NVIDIA GF100 & Friends speculation

I wasn't sure which would be appropriate thread, but seeing this has gone a bit off the course every now and then, I suppose this is as good as any, as I don't think this is worth it's own thread

Finally, when nVidia naming started to make sense again after all the renames, leaving 2xx as DX10 adapters, 3xx as DX10.1 adapters and 4xx as DX11 adapters, nVidia pulls another great one and re-re-re-(re-re?)releases G92 as GT330
http://www.nvidia.com/object/product_geforce_gt_330_us.html

This is incorrect.

GTS 250 was essentially a rebranded 9800 GTX+, no question about it.

GT 330 is quite different than GTS 250. The closest comparison to GT 330 is GT 240. But even then, GT 330 can potentially differ from GT 240 in the following areas: # of CUDA "cores", graphics clock freq, processor clock freq, memory clock req, memory config, memory interface, DirectX version, etc.

GT 330 is an OEM-only card. The OEM is not going to give consumers the choice of choosing between a GT 240 and GT 330, unless they are out of their mind.
 
You might want to actually follow the discussion more. The whole discussion was started because people were insisting that Quadro/Tesla were separate products from a silicon design standpoint which isn't true.

You can spin it however you want, but the implication from your words is that NVIDIA is screwing Quadro/Tesla customers due to the fact that Geforce customers can purchase graphics hardware at lower prices. This completely ignores the reality of the situation, in which NVIDIA has to spend an incredible amount of time and resources directly supporting individual Quadro/Tesla customers.

And yes, I have little faith that Tesla will be a savior for Nvidia if they are uncompetitive in the gaming market, same for quadro, as neither of the SKUs can exist without the R&D being paid for by the much larger gaming market.

Who said that Tesla needs to be a "savior" for NVIDIA? This is just a case of NVIDIA expanding into new markets. You can paint a doom and gloom picture about "what if" scenarios involving the gaming market, but that's just spreading FUD.

And if I'm crapping on hundred of engineers by saying the only reason that Quadro out performs Geforce in professional graphics benchmarks is because Nvidia purposely cripples Geforce performance, then so be it. Sometimes the truth hurts.

This is again just spin. NVIDIA has many engineers that spend time optimizing Quadro drivers for professional apps, just as they have many engineers that spend time optimizing Geforce drivers for gaming apps. Why in the world should they optimize Geforce drivers for professional apps?

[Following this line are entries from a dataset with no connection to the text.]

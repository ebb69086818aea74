use serde::{Deserialize, Serialize};

/// Front end → host. One JSON object per line on stdin, tagged by `type`.
///
/// Unknown discriminants fail to parse; the stdio loop logs and drops them
/// without surfacing an error to the front end.
#[derive(Debug, Clone, PartialEq, Eq, Deserialize)]
#[serde(tag = "type", rename_all = "lowercase")]
pub enum InboundMessage {
    /// A single key press. `key` is either one printable character or a
    /// named key (`Enter`, `Backspace`); other named keys are ignored.
    Keydown { key: String },
    /// An arbitrary-length string appended to the input verbatim.
    Paste { text: String },
}

/// Host → front end. One JSON object per line on stdout.
#[derive(Debug, Clone, PartialEq, Eq, Serialize)]
#[serde(tag = "type", rename_all = "lowercase")]
pub enum OutboundMessage {
    /// Echo of accepted input, for local echo rendering.
    Stdin { text: String },
    /// Batched program output, emitted at line boundaries or explicit flush.
    Stdout { text: String },
    /// Prompts and error reports, flushed immediately.
    Stderr { text: String },
    /// Host lifecycle messages, not program output.
    System { text: String },
}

That makes absolutely no sense.

As far as Tesla, the number of engineers required to support that SKU is minimal, a handful of additional board designs, big deal. All the software is payed for by Geforce marketing efforts.

Again, a trivialization of the time and effort involved on both the hardware and software side to support Tesla, what else is new :)
 
This is incorrect.

GTS 250 was essentially a rebranded 9800 GTX+, no question about it.

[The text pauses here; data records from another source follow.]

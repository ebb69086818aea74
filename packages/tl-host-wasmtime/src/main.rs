use anyhow::Context;
use tokio::io::{AsyncBufReadExt, AsyncWriteExt, BufReader};
use tokio::sync::mpsc;
use tracing_subscriber::EnvFilter;
use wasmtime::{Engine, Module};

use tl_host_wasmtime::{InboundMessage, MessageBridge, OutboundMessage, WasmGuest};

#[tokio::main]
async fn main() -> anyhow::Result<()> {
    // stdout carries the message protocol; logs go to stderr.
    tracing_subscriber::fmt()
        .with_env_filter(EnvFilter::from_default_env())
        .with_writer(std::io::stderr)
        .init();

    let path = std::env::args()
        .nth(1)
        .context("usage: tl-host <module.wasm>")?;

    let (tx, mut rx) = mpsc::unbounded_channel::<OutboundMessage>();
    let writer = tokio::spawn(async move {
        let mut stdout = tokio::io::stdout();
        while let Some(msg) = rx.recv().await {
            let mut line = match serde_json::to_vec(&msg) {
                Ok(line) => line,
                Err(err) => {
                    tracing::error!(%err, "failed to serialize outbound message");
                    continue;
                }
            };
            line.push(b'\n');
            if stdout.write_all(&line).await.is_err() || stdout.flush().await.is_err() {
                break;
            }
        }
    });

    let engine = Engine::default();
    let bytes = tokio::fs::read(&path)
        .await
        .with_context(|| format!("reading guest module `{path}`"))?;
    let module = Module::new(&engine, &bytes).context("compiling guest module")?;

    let guest = match WasmGuest::instantiate(&engine, &module, tx.clone()) {
        Ok(guest) => guest,
        Err(err) => {
            // Fatal startup error: no scheduler, no guest traffic.
            let _ = tx.send(OutboundMessage::System {
                text: format!("Refusing to start: {err}\n"),
            });
            drop(tx);
            let _ = writer.await;
            return Err(err.into());
        }
    };
    tracing::info!(module = %path, "guest instantiated");

    let mut bridge = MessageBridge::new(guest);
    if let Err(err) = bridge.start() {
        // Same reporting as a mid-loop fault: say so before exiting.
        let _ = tx.send(OutboundMessage::System {
            text: format!("Guest fault: {err}\n"),
        });
        drop(bridge);
        drop(tx);
        let _ = writer.await;
        return Err(err.into());
    }

    let mut lines = BufReader::new(tokio::io::stdin()).lines();
    while let Some(line) = lines.next_line().await? {
        if line.trim().is_empty() {
            continue;
        }
        match serde_json::from_str::<InboundMessage>(&line) {
            Ok(msg) => {
                if let Err(err) = bridge.handle(msg) {
                    // Unrecoverable runtime fault: abandon the coroutine.
                    let _ = tx.send(OutboundMessage::System {
                        text: format!("Guest fault: {err}\n"),
                    });
                    drop(bridge);
                    drop(tx);
                    let _ = writer.await;
                    return Err(err.into());
                }
            }
            Err(err) => {
                tracing::warn!(%err, line, "ignoring unrecognized message");
            }
        }
    }

    drop(bridge);
    drop(tx);
    let _ = writer.await;
    Ok(())
}
use wasmtime::{Func, Memory, Store, Table};

use crate::error::HostResult;
use crate::guest::{resolve_prime_mover, HostState};

/// Bytes reserved for the guest's opaque interpreter record. The guest ABI
/// fixes the true size (168 as of this writing); the reservation is a
/// generous round number so ABI drift does not silently overlap the next
/// region.
pub const INTERP_RECORD_SIZE: u32 = 256;

/// Size of the pending-expression slot, one guest pointer.
pub const PTR_SIZE: u32 = 4;

/// Registration key under which the continuation is handed to the guest.
pub const PRIME_MOVER_NAME: &str = "PRIME_MOVER";

/// Addresses of the session state placed in guest memory at startup, plus
/// the resolved continuation identity. Allocated once; lives for the whole
/// process.
#[derive(Debug, Clone, Copy, PartialEq, Eq)]
pub struct SessionLayout {
    /// Address of the interpreter session record.
    pub interp: u32,
    /// Address of the slot holding the most recently read expression.
    pub expr_slot: u32,
    /// Address of the NUL-terminated registration name.
    pub name: u32,
    /// Index of the prime-mover continuation in the guest function table.
    pub prime_mover: u32,
}

impl SessionLayout {
    /// Lay out the session state in guest memory.
    ///
    /// Order matters: the interpreter record, expression slot and name
    /// string are placed contiguously before any guest call, the watermark
    /// is aligned for whatever the guest allocates next, and only then is
    /// the prime mover resolved. The caller invokes the guest's
    /// session-initialize entry point afterwards.
    pub fn bootstrap(
        store: &mut Store<HostState>,
        memory: Memory,
        table: Table,
        main_k: Func,
    ) -> HostResult<Self> {
        let mut alloc = store.data().alloc;
        let interp = alloc.allocate(&mut *store, memory, INTERP_RECORD_SIZE)?.base;
        let expr_slot = alloc.allocate(&mut *store, memory, PTR_SIZE)?.base;

        let name_len = PRIME_MOVER_NAME.len() as u32 + 1;
        let name = alloc.allocate(&mut *store, memory, name_len)?.base;
        let mut encoded = PRIME_MOVER_NAME.as_bytes().to_vec();
        encoded.push(0);
        memory.write(&mut *store, name as usize, &encoded)?;

        alloc.align8(&mut *store, memory)?;
        store.data_mut().alloc = alloc;

        let prime_mover = resolve_prime_mover(store, table, main_k)?;
        Ok(Self {
            interp,
            expr_slot,
            name,
            prime_mover,
        })
    }
}
//! Fetch functions - retrieve search result pages from the listings endpoint

use crate::ingestion::error::{IngestionError, Result};
use crate::ingestion::parse::parse_search_response;
use crate::ingestion::types::{PageCursor, SearchPage, SearchQuery};
use async_trait::async_trait;
use reqwest::{Client, Url};
use serde_json::json;
use tracing::{debug, info};

pub const DEFAULT_SEARCH_URL: &str = "https://www.zillow.com/search/GetSearchPageState.htm";

/// Anything that can return one page of search results
#[async_trait]
pub trait PageSource: Send + Sync {
    async fn fetch_page(&self, query: &SearchQuery, cursor: &PageCursor) -> Result<SearchPage>;
}

/// The site's search endpoint over HTTP
pub struct SearchClient {
    client: Client,
    base_url: String,
}

impl SearchClient {
    /// `client` should already carry the browser header set (see `utils::search_headers`)
    pub fn new(client: Client, base_url: impl Into<String>) -> Self {
        Self {
            client,
            base_url: base_url.into(),
        }
    }
}

#[async_trait]
impl PageSource for SearchClient {
    async fn fetch_page(&self, query: &SearchQuery, cursor: &PageCursor) -> Result<SearchPage> {
        let url = build_search_url(&self.base_url, query, cursor.current_page)?;
        info!("Fetching page {} of {}", cursor.current_page, query.search_term());
        debug!("Reaching {}", url);

        let response = self.client.get(url).send().await?;
        let status = response.status();
        info!("Search endpoint responded {}", status);

        if !status.is_success() {
            return Err(IngestionError::Transport(format!(
                "search request failed: {}",
                status
            )));
        }

        let body = response.text().await?;
        let page = parse_search_response(&body)?;
        info!("Total pages for this search: {}", page.total_pages);

        Ok(page)
    }
}

/// The `searchQueryState` parameter: pagination, bounds and region selector
pub fn search_query_state(query: &SearchQuery, page: u32) -> serde_json::Value {
    json!({
        "pagination": { "currentPage": page },
        "usersSearchTerm": query.search_term(),
        "mapBounds": query.bounds,
        "regionSelection": [query.region],
        "isMapVisible": true,
        "filterState": {
            "sortSelection": { "value": "globalrelevanceex" },
            "isAllHomes": { "value": true }
        },
        "isListVisible": true
    })
}

/// Full request URL for `page` of `query`
pub fn build_search_url(base_url: &str, query: &SearchQuery, page: u32) -> Result<Url> {
    let state = search_query_state(query, page).to_string();
    let wants = json!({ "cat1": ["listResults", "mapResults"], "cat2": ["total"] }).to_string();

    Url::parse_with_params(
        base_url,
        &[
            ("searchQueryState", state.as_str()),
            ("wants", wants.as_str()),
            ("requestId", "4"),
        ],
    )
    .map_err(|e| IngestionError::Config(format!("invalid search URL {}: {}", base_url, e)))
}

GT 330 is quite different than GTS 250. The closest comparison to GT 330 is GT 240. But even then, GT 330 can potentially differ from GT 240 in the following areas: # of CUDA "cores", graphics clock freq, processor clock freq, memory clock req, memory config, memory interface, DirectX version, etc.

GT 330 is an OEM-only card. The OEM is not going to give consumers the choice of choosing between a GT 240 and GT 330, unless they are out of their mind.

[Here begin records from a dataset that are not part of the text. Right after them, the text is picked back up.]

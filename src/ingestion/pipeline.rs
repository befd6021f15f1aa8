//! Pipeline run - fetch, write, upload, then clean up one snapshot

use crate::ingestion::error::Result;
use crate::ingestion::fetch::PageSource;
use crate::ingestion::search::run_search;
use crate::ingestion::types::{RunStats, SearchQuery};
use crate::ingestion::upload::{object_key, upload_file, UploadTarget};
use crate::ingestion::utils::remove_local_file;
use crate::ingestion::write::write_csv;
use chrono::NaiveDate;
use reqwest::Client;
use std::path::PathBuf;
use std::time::Duration;
use tracing::info;

/// Everything a run needs besides the page source and the upload client
#[derive(Debug, Clone)]
pub struct PipelineSettings {
    pub output_dir: PathBuf,
    pub page_delay: Duration,
    pub object_prefix: String,
    pub upload: UploadTarget,
    /// Date stamped into the file name
    pub run_date: NaiveDate,
}

/// Run all four steps for `query`.
///
/// A failed step stops the run. Nothing is written when extraction fails, and
/// the local file is only removed once the upload is confirmed.
pub async fn run_pipeline<S: PageSource + ?Sized>(
    source: &S,
    upload_client: &Client,
    query: &SearchQuery,
    settings: &PipelineSettings,
) -> Result<RunStats> {
    info!("=== Listings Pipeline: {} ===", query.search_term());
    settings.upload.validate()?;

    let file_name = query.output_file_name(settings.run_date);
    let local_path = settings.output_dir.join(&file_name);

    // Step 1: Fetch and project every page
    info!("Step 1/4: Fetching listings...");
    let extraction = run_search(source, query, settings.page_delay).await?;
    info!(
        "✓ Fetched {} records from {} pages",
        extraction.records.len(),
        extraction.pages_fetched
    );

    // Step 2: Write CSV snapshot
    info!("Step 2/4: Writing {:?}...", local_path);
    let rows = write_csv(&extraction.records, &local_path)?;
    info!("✓ Wrote {} rows", rows);

    // Step 3: Upload
    info!("Step 3/4: Uploading...");
    let object_name = object_key(&settings.object_prefix, &file_name);
    let bytes_uploaded =
        upload_file(upload_client, &settings.upload, &object_name, &local_path).await?;
    info!("✓ Upload complete");

    // Step 4: Cleanup
    info!("Step 4/4: Removing local file...");
    remove_local_file(&local_path).await?;
    info!("✓ Cleanup complete");

    Ok(RunStats {
        pages_fetched: extraction.pages_fetched,
        records: extraction.records.len(),
        missing_fields: extraction.records.iter().map(|r| r.missing_fields()).sum(),
        bytes_uploaded,
    })
}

I think you've got things wrong again.. the GT330 is using a G92 core where as the GT240 uses the GT215. The fact that the 330 offers DirectX 10 only (and not the 10.1 the GT21x gpu offers) would seem to indicate that the 330 is yet another salvage part from the G92 core.. it's specifications seem to range wildly from 128 to 192 or 256 bit, 96 or 112 "Cuda Cores" and only 500Mhz DDR2 or 800Mhz GDDR3, where as GT21x are capable of running DDR3, GDDR3 or GDDR5. If anything the GT330 looks closely to be a rebadged 9800GT (112c - 256b -GDDR3) or 9600GSO (96c -128b/192b- DDR2/GDDR3). I'd wager with such a wide possibility it's simply to act as a dumping ground for any remaining g92s that couldn't be positioned elsewhere, with final specification left up to OEMs. So while the particular specification may vary as well as performance, the GT330 is closer to a GTS250 in construction than that of a GT240.. though performance wise it will depend on configuration.

Honestly it's sad that such rehashing/rebadging continues from any party.. you could have 2 OEM systems both with GT330s, one a 128bit DDR2 @ 500 Mhz and the other 256bit GDDR3 @ 800 Mhz... confusing to say the least.

http://www.xtremesystems.org/forums/showthread.php?t=244604 MSI V186 GeForce GT330 768MB GDDR3 192bit
 
Last edited by a moderator:
If you look at Fermi, there are a number of improvements that are more focused on programmability than graphics performance - these do increase die area and power.

The coherency and weakly consistent caches with a unified memory address space are one example. That definitely adds quite a bit of overhead in terms of TLBs, etc.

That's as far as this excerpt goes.